Spotted arrays print-run quality control
April 15, 2008
Agnes Paquet1, Andrea Barczak1, (Jean) Yee Hwa
Yang2
1. Department of Medicine, Functional Genomics Core Facility,
University of California, San Francisco
[email protected]
2. School of Mathematics and Statistics, University of Sydney, Australia
Content
This document describes the various functions provided in arrayQuality
that can be used to assess the quality of a print, before the slides
are used for an experiment. These functions are specifically designed
for random 9mers hybridization and QC hybridization only, which are
performed in facilities making their own arrays. Users interested in
assessing quality of any other type of array hybridization
quality control should refer to the basic user guide, which can be
accessed from the main online help page.
1. Print-run quality control
When a print-run is completed, it is necessary to verify the quality of
the resulting arrays. This can be done by using two kinds of
hybridization to the new slides. The first type of hybridization, which
we term “9mers hyb”, uses small oligonucleotides (random 9-mers), which
will hybridize to each probe. This hybridization will help to determine
the quality of spot morphology as well as the presence or absence of
spotted oligonucleotides. The resulting data will be used to create a
list of all missing spots.
The second type of hybridization, which we will term Quality Control
Hybridization (QCHyb), uses mRNA from predefined cell lines (e.g. liver
vs. pool, K562 vs. Human Universal Reference pool from Stratagene).

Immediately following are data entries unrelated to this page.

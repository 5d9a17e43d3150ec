//! Handlers for the `/playlists` resource.
//!
//! The analyze endpoint is the interactive trigger: it runs the same
//! extract/transform/load core as the batch orchestrator, but merges
//! into the caller's per-user store. The dashboard endpoint aggregates
//! what was loaded.

use axum::extract::{Path, State};
use axum::http::StatusCode;
use axum::response::IntoResponse;
use axum::Json;
use pulse_core::aggregate::{top_artists, top_genres, NameCount};
use pulse_core::error::CoreError;
use pulse_core::record::PlaylistTrackRow;
use pulse_db::models::Playlist;
use pulse_db::repositories::{PlaylistRepo, UserTrackRepo};
use pulse_etl::stages;
use pulse_spotify::client::parse_playlist_ref;
use serde::{Deserialize, Serialize};

use crate::error::{AppError, AppResult};
use crate::response::DataResponse;
use crate::state::AppState;
use crate::user::CurrentUser;

/// How many top artists/genres the dashboard reports.
const DASHBOARD_TOP_N: usize = 10;

// ---------------------------------------------------------------------------
// Request/response shapes
// ---------------------------------------------------------------------------

/// Body of the analyze trigger: one opaque playlist reference.
#[derive(Debug, Deserialize)]
pub struct AnalyzeRequest {
    /// Bare playlist id or an `open.spotify.com` share URL.
    pub reference: String,
}

/// Result of a completed analysis.
#[derive(Debug, Serialize)]
pub struct AnalyzeResponse {
    pub playlist: Playlist,
    pub tracks_loaded: u64,
    pub tracks_rejected: usize,
}

/// One row of the dashboard's track table.
#[derive(Debug, PartialEq, Serialize)]
pub struct TrackSummary {
    pub track_name: Option<String>,
    pub artist_names: Vec<String>,
    pub album_name: Option<String>,
    pub track_popularity: Option<i32>,
    pub track_duration_sec: Option<f64>,
    pub track_genres: Vec<String>,
}

/// Aggregated view of one analyzed playlist.
#[derive(Debug, Serialize)]
pub struct DashboardResponse {
    pub playlist_name: Option<String>,
    pub playlist_owner: Option<String>,
    pub track_count: usize,
    pub top_artists: Vec<NameCount>,
    pub top_genres: Vec<NameCount>,
    pub tracks: Vec<TrackSummary>,
}

// ---------------------------------------------------------------------------
// Handlers
// ---------------------------------------------------------------------------

/// POST /api/v1/playlists/analyze
///
/// Run the full pipeline for the referenced playlist and merge the
/// result into the caller's store. Re-analyzing is always safe: the
/// loader updates rows in place.
pub async fn analyze(
    State(state): State<AppState>,
    user: CurrentUser,
    Json(request): Json<AnalyzeRequest>,
) -> AppResult<impl IntoResponse> {
    let playlist_id = parse_playlist_ref(&request.reference);
    if playlist_id.is_empty() {
        return Err(AppError::BadRequest("empty playlist reference".to_string()));
    }

    let outcome = stages::analyze_for_user(
        &state.pool,
        &state.spotify,
        user.0,
        &playlist_id,
        state.config.genre_lookup_delay,
    )
    .await?;

    Ok((
        StatusCode::CREATED,
        Json(DataResponse {
            data: AnalyzeResponse {
                playlist: outcome.playlist,
                tracks_loaded: outcome.rows_written,
                tracks_rejected: outcome.rejected,
            },
        }),
    ))
}

/// GET /api/v1/playlists
///
/// List the caller's analyzed playlists, most recent first.
pub async fn list(
    State(state): State<AppState>,
    user: CurrentUser,
) -> AppResult<impl IntoResponse> {
    let playlists = PlaylistRepo::list_for_user(&state.pool, user.0).await?;
    Ok(Json(DataResponse { data: playlists }))
}

/// GET /api/v1/playlists/{playlist_id}/dashboard
///
/// Aggregate the caller's loaded rows for one playlist.
pub async fn dashboard(
    State(state): State<AppState>,
    user: CurrentUser,
    Path(playlist_id): Path<String>,
) -> AppResult<impl IntoResponse> {
    let playlist = PlaylistRepo::find_for_user(&state.pool, user.0, &playlist_id)
        .await?
        .ok_or(AppError::Core(CoreError::NotFound {
            entity: "Playlist",
            id: playlist_id.clone(),
        }))?;

    let rows: Vec<PlaylistTrackRow> = UserTrackRepo::list_by_playlist(&state.pool, playlist.id)
        .await?
        .into_iter()
        .map(|t| t.into_row(&playlist.spotify_playlist_id))
        .collect();

    if rows.is_empty() {
        return Err(AppError::Core(CoreError::NotFound {
            entity: "Tracks for playlist",
            id: playlist_id,
        }));
    }

    Ok(Json(DataResponse {
        data: build_dashboard(&playlist, rows),
    }))
}

/// Assemble the dashboard payload from loaded rows.
fn build_dashboard(playlist: &Playlist, rows: Vec<PlaylistTrackRow>) -> DashboardResponse {
    let top_artists = top_artists(&rows, DASHBOARD_TOP_N);
    let top_genres = top_genres(&rows, DASHBOARD_TOP_N);

    let tracks: Vec<TrackSummary> = rows
        .into_iter()
        .map(|row| TrackSummary {
            track_name: row.track_name,
            artist_names: row.artist_names,
            album_name: row.album_name,
            track_popularity: row.track_popularity,
            track_duration_sec: row.track_duration_sec,
            track_genres: row.track_genres,
        })
        .collect();

    DashboardResponse {
        playlist_name: playlist.name.clone(),
        playlist_owner: playlist.owner.clone(),
        track_count: tracks.len(),
        top_artists,
        top_genres,
        tracks,
    }
}
/// Errors from the Spotify Web API layer.
#[derive(Debug, thiserror::Error)]
pub enum SpotifyError {
    /// The HTTP request itself failed (network, DNS, TLS, etc.).
    #[error("HTTP request failed: {0}")]
    Request(#[from] reqwest::Error),

    /// Spotify returned a non-2xx status code.
    #[error("Spotify API error ({status}): {body}")]
    Api {
        /// HTTP status code.
        status: u16,
        /// Raw response body for debugging.
        body: String,
    },

    /// Token acquisition failed or credentials are missing.
    #[error("Authentication error: {0}")]
    Auth(String),
}
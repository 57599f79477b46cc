//! Runner tests over an image-directory source with a detection sidecar.

use std::path::Path;
use std::sync::Arc;

use crowdwatch_media::{DetectionSidecar, GeometricDensity, ImageDirSource};
use crowdwatch_pipeline::{
    run_stream, JsonLinesSink, MemorySink, PipelineConfig, SessionModels, StreamSession,
    TelemetryEvent,
};
use image::{Rgb, RgbImage};

/// A dark frame with a bright square at `offset`.
fn write_frame(dir: &Path, index: usize, offset: u32) {
    let mut image = RgbImage::from_pixel(64, 48, Rgb([10, 10, 10]));
    for y in 10..22 {
        for x in offset..offset + 12 {
            image.put_pixel(x, y, Rgb([240, 240, 240]));
        }
    }
    image.save(dir.join(format!("frame_{index:03}.png"))).unwrap();
}

fn write_sidecar(path: &Path) {
    let lines = [
        r#"{"frame":0,"detections":[{"track_id":1,"class_label":"person","bbox":[0,0,5,5]}]}"#,
        r#"{"frame":1,"detections":[{"track_id":1,"class_label":"person"},{"track_id":2,"class_label":"person"}]}"#,
        "this line is not json",
        r#"{"frame":3,"detections":[{"track_id":3,"class_label":"person"},{"track_id":7,"class_label":"bicycle"}]}"#,
    ];
    std::fs::write(path, lines.join("\n")).unwrap();
}

fn models() -> SessionModels {
    SessionModels::new(Arc::new(GeometricDensity::default()), None)
}

#[tokio::test]
async fn test_run_stream_over_image_directory() {
    let dir = tempfile::tempdir().unwrap();
    let frames = dir.path().join("frames");
    std::fs::create_dir(&frames).unwrap();
    for i in 0..5 {
        write_frame(&frames, i, 4 + 6 * i as u32);
    }
    std::fs::write(frames.join("frame_005.png"), b"broken").unwrap();
    write_frame(&frames, 6, 40);

    let sidecar_path = dir.path().join("detections.jsonl");
    write_sidecar(&sidecar_path);

    let config = PipelineConfig::default();
    let mut session = StreamSession::new("cam-test", "frames", &config, &models());
    let mut source = ImageDirSource::open(&frames, 30.0).unwrap();
    let mut sidecar = DetectionSidecar::open(&sidecar_path).await.unwrap();
    let sink = MemorySink::new();
    let mut writer = sink.clone();

    let summary = run_stream(&mut session, &mut source, Some(&mut sidecar), &mut writer)
        .await
        .unwrap();

    let records = sink.frames();
    assert_eq!(records.len(), 6);
    assert_eq!(records[0].motion_energy, 0.0);
    assert!(records.iter().all(|r| r.motion_energy >= 0.0 && r.flux_of_count >= 0.0));

    let live: Vec<usize> = records.iter().map(|r| r.live_count).collect();
    assert_eq!(live, vec![1, 2, 0, 1, 0, 0]);
    let unique: Vec<usize> = records.iter().map(|r| r.unique_count).collect();
    assert_eq!(unique, vec![1, 2, 2, 3, 3, 3]);
    assert!(unique.windows(2).all(|w| w[0] <= w[1]));

    assert_eq!(summary.total_frames, 6);
    assert_eq!(summary.stats.decode_failures, 1);
    assert_eq!(summary.unique_instances.get("person"), Some(&3));
    assert_eq!(summary.unique_instances.get("bicycle"), Some(&1));
    assert_eq!(sidecar.malformed_lines(), 1);
    assert_eq!(sink.summary(), Some(summary));
}

#[tokio::test]
async fn test_json_lines_telemetry_file() {
    let dir = tempfile::tempdir().unwrap();
    let frames = dir.path().join("frames");
    std::fs::create_dir(&frames).unwrap();
    for i in 0..3 {
        write_frame(&frames, i, 4 + 4 * i as u32);
    }

    let config = PipelineConfig::default();
    let mut session = StreamSession::new("cam-file", "frames", &config, &models());
    let mut source = ImageDirSource::open(&frames, 10.0).unwrap();
    let path = dir.path().join("out").join("cam-file.jsonl");
    let mut sink = JsonLinesSink::create(&path).await.unwrap();

    run_stream(&mut session, &mut source, None, &mut sink).await.unwrap();

    let events: Vec<TelemetryEvent> = std::fs::read_to_string(&path)
        .unwrap()
        .lines()
        .map(|l| serde_json::from_str(l).unwrap())
        .collect();
    assert_eq!(events.len(), 4);
    assert!(matches!(events[0], TelemetryEvent::Frame(ref f) if f.frame_index == 0));
    assert!(matches!(events[2], TelemetryEvent::Frame(ref f) if f.timestamp_ms == 200));
    match &events[3] {
        TelemetryEvent::Summary(summary) => {
            assert_eq!(summary.stream_id, "cam-file");
            assert_eq!(summary.total_frames, 3);
        }
        other => panic!("expected summary, got {other:?}"),
    }
}
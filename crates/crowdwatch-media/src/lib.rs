//! Frame sources and per-frame feature extractors.
//!
//! This crate provides:
//! - Ordered video sources (FFmpeg rawvideo pipe, image directories)
//! - Stream metadata via FFprobe
//! - Motion energy from OpenCV dense optical flow, with a single-frame edge proxy
//! - Geometric and learned (ONNX) density estimation
//! - Identity-set tracking over externally assigned track ids
//! - JSON-lines detection sidecar reading

mod cv;
pub mod density;
pub mod detections;
pub mod error;
pub mod frame;
pub mod identity;
pub mod motion;
pub mod probe;
pub mod source;

pub use density::{
    build_density_estimator, DensityEstimate, DensityEstimator, DensityStrategy,
    GeometricDensity, LearnedDensity,
};
pub use detections::DetectionSidecar;
pub use error::{MediaError, MediaResult};
pub use frame::Frame;
pub use identity::{IdentitySetTracker, IdentitySnapshot};
pub use motion::{
    edge_energy, FarnebackFlow, MotionConfig, MotionEnergyEstimator, MotionField, MotionSample,
};
pub use probe::{probe_video, VideoInfo};
pub use source::{open_source, FfmpegSource, ImageDirSource, VideoSource};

These hybridizations can be use as a more quantitative description of
the slides. The same comparison hybridizations are done for different
print-run, assessing their reproducibility. QCHybs are also used to
verify accuracy of GAL files, number of missing spots, binding
capacity, background signal intensity…
The arrayQuality package provides specific tools to help assess quality
of slides for both 9-mers and QC hybridization.
2. 9-mers hybridizations
In the package, the graphical function to assess 9mers hybridization
quality is PRv9mers(). It runs using one single command line script. To
use it:
- Copy all 9-mers hybridizations gpr files from the SAME print-run
(same GAL file) to a directory.
- Change R working directory to the one containing your gpr files using the R GUI menu.
- To load arrayQuality:
Type at the R prompt:
library(arrayQuality)
- To run th function type:
PRv9mers(prname=”12Mm”).
The prname argument represents the name of your print-run. For more
details about other arguments, please refer to the online help file.
2.1 Results
PRv9mers() provides the following results:
- Diagnostic plots as image in .png format for each tested slide
- An Excel file (typically named 9Mm9mer.xls, where 9Mm is the name
of your print-run, as passed to prname) containing for each spot on the
slide:
- Name and ID of the spot
- The probability of being present or absent (p from EM
algorithm). If several files are tested together, you will have a
probability of being present/absent for each file.
A spot is considered absent if p < 0.5.
- The average probability of being present or absent.
- The raw signal intensity (Signal column) or average raw
signal intensity if several files are tested together for each spot.
- An Excel file (typically named 9MmMissing.xls, where 9Mm is the
name of your print-run, as passed to prname) containing information on
missing probes only:
- Name and ID of the spot
- The probability of being present or absent (p from EM
algorithm). If several files are tested together, you will have a
probability of being present/absent for each file.
A spot is considered absent if p < 0.5.
- The average probability of being present or absent.
- The raw signal intensity (Signal column) or average raw
signal intensity if several files are tested together for each spot.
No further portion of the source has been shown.